* WHAT YOU SHOULD DO
Copy, from the material below, each line that contains the word "status".
═══
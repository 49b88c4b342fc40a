//! Session-establishment handshake.
//!
//! Turns an opened channel plus a [`SessionRequest`] into a live
//! [`SessionHandle`] or a typed failure. The handshake is modeled as an
//! explicit state machine with a pure transition function, so every illegal
//! transition is a failure settlement instead of a silently-ignored branch.
//! `negotiate` returns exactly once; after it has settled, no further channel
//! event can affect the outcome.

use crate::protocol::{ControlMessage, DecodeError};
use crate::session::handle::SessionHandle;
use crate::session::{SessionConfig, SessionKind, SessionRequest};
use crate::transport::{ChannelController, ChannelEvents, WebSocketChannel};
use thiserror::Error;
use tracing::{debug, trace};

#[derive(Debug, Error)]
pub enum NegotiationError {
    /// The channel never reached the open state (bad endpoint, refused
    /// connection, TLS failure).
    #[error("failed to open session channel: {0}")]
    TransportOpen(String),
    /// An inbound frame could not be decoded as a control message.
    #[error("malformed control message: {0}")]
    MalformedMessage(#[from] DecodeError),
    /// The gateway reported an explicit error status.
    #[error("session failed: {detail}")]
    Protocol { detail: String },
    /// The channel closed before a terminal status was reached.
    #[error("channel closed before the session was established")]
    PrematureClose,
    /// A well-formed control message arrived in a state where it is an
    /// illegal transition (e.g. a second `ready`).
    #[error("unexpected '{status}' control message during handshake")]
    UnexpectedMessage { status: &'static str },
}

/// Where the handshake currently stands. `AwaitingReady` only occurs for
/// run sessions; terminal sessions start in `AwaitingRunning`.
#[derive(Clone, Copy, Debug, PartialEq, Eq)]
enum HandshakePhase {
    AwaitingReady,
    AwaitingRunning,
}

impl HandshakePhase {
    fn initial(kind: SessionKind) -> Self {
        match kind {
            SessionKind::Run => HandshakePhase::AwaitingReady,
            SessionKind::Term => HandshakePhase::AwaitingRunning,
        }
    }
}

/// Outcome of feeding one control message into the state machine.
#[derive(Debug)]
enum Step {
    Stay(HandshakePhase),
    SendCode(HandshakePhase),
    Succeed,
    Fail(NegotiationError),
}

fn step(phase: HandshakePhase, message: ControlMessage) -> Step {
    match (phase, message) {
        // Progress updates from the gateway; keep waiting.
        (_, ControlMessage::Starting) | (_, ControlMessage::Uploading) => Step::Stay(phase),
        // The gateway is ready for the code payload.
        (HandshakePhase::AwaitingReady, ControlMessage::Ready) => {
            Step::SendCode(HandshakePhase::AwaitingRunning)
        }
        // The gateway may begin running without asking for code first.
        (_, ControlMessage::Running) => Step::Succeed,
        (_, ControlMessage::Error(detail)) => Step::Fail(NegotiationError::Protocol { detail }),
        (HandshakePhase::AwaitingRunning, ControlMessage::Ready) => {
            Step::Fail(NegotiationError::UnexpectedMessage { status: "ready" })
        }
    }
}

/// Open a channel to the gateway and run the handshake for `request`.
///
/// On success the returned handle is the same channel, now in pass-through
/// mode; no further control parsing happens. On any failure the channel is
/// actively closed before the error is returned.
pub async fn negotiate(
    config: &SessionConfig,
    request: &SessionRequest,
) -> Result<SessionHandle, NegotiationError> {
    let url = config
        .exec_url(request.kind(), request.language())
        .map_err(|err| NegotiationError::TransportOpen(err.to_string()))?;
    debug!(
        target: "tidepool::session",
        kind = request.kind().label(),
        language = request.language(),
        url = %url,
        "opening session channel"
    );
    let mut channel = WebSocketChannel::connect(url.as_str())
        .await
        .map_err(|err| NegotiationError::TransportOpen(err.to_string()))?;

    let (controller, events) = channel.split_mut();
    match drive(controller, events, request).await {
        Ok(()) => {
            debug!(
                target: "tidepool::session",
                kind = request.kind().label(),
                "session established"
            );
            Ok(SessionHandle::new(channel))
        }
        Err(err) => {
            // A failed handshake must not leak an orphaned transport. On a
            // premature close this is a no-op.
            channel.close().await;
            Err(err)
        }
    }
}

/// Consume channel events until the handshake settles. Returns at most once;
/// events are not consumed past the first terminal transition.
async fn drive(
    controller: &ChannelController,
    events: &mut ChannelEvents,
    request: &SessionRequest,
) -> Result<(), NegotiationError> {
    let mut phase = HandshakePhase::initial(request.kind());

    loop {
        let Some(payload) = events.recv().await else {
            return Err(NegotiationError::PrematureClose);
        };
        let text = payload.as_text().ok_or(DecodeError::BinaryFrame)?;
        let message = ControlMessage::decode(text)?;
        trace!(
            target: "tidepool::session",
            status = message.status_label(),
            ?phase,
            "control message"
        );

        match step(phase, message) {
            Step::Stay(next) => phase = next,
            Step::SendCode(next) => {
                let SessionRequest::Run { code, .. } = request else {
                    // Unreachable: AwaitingReady is only entered for runs.
                    return Err(NegotiationError::UnexpectedMessage { status: "ready" });
                };
                controller
                    .send_text(code.clone())
                    .map_err(|_| NegotiationError::PrematureClose)?;
                phase = next;
            }
            Step::Succeed => return Ok(()),
            Step::Fail(err) => return Err(err),
        }
    }
}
═══
* FINAL ANSWER
    /// The gateway reported an explicit error status.
    /// The channel closed before a terminal status was reached.
    #[error("unexpected '{status}' control message during handshake")]
    UnexpectedMessage { status: &'static str },
            Step::Fail(NegotiationError::UnexpectedMessage { status: "ready" })
            status = message.status_label(),
                    return Err(NegotiationError::UnexpectedMessage { status: "ready" });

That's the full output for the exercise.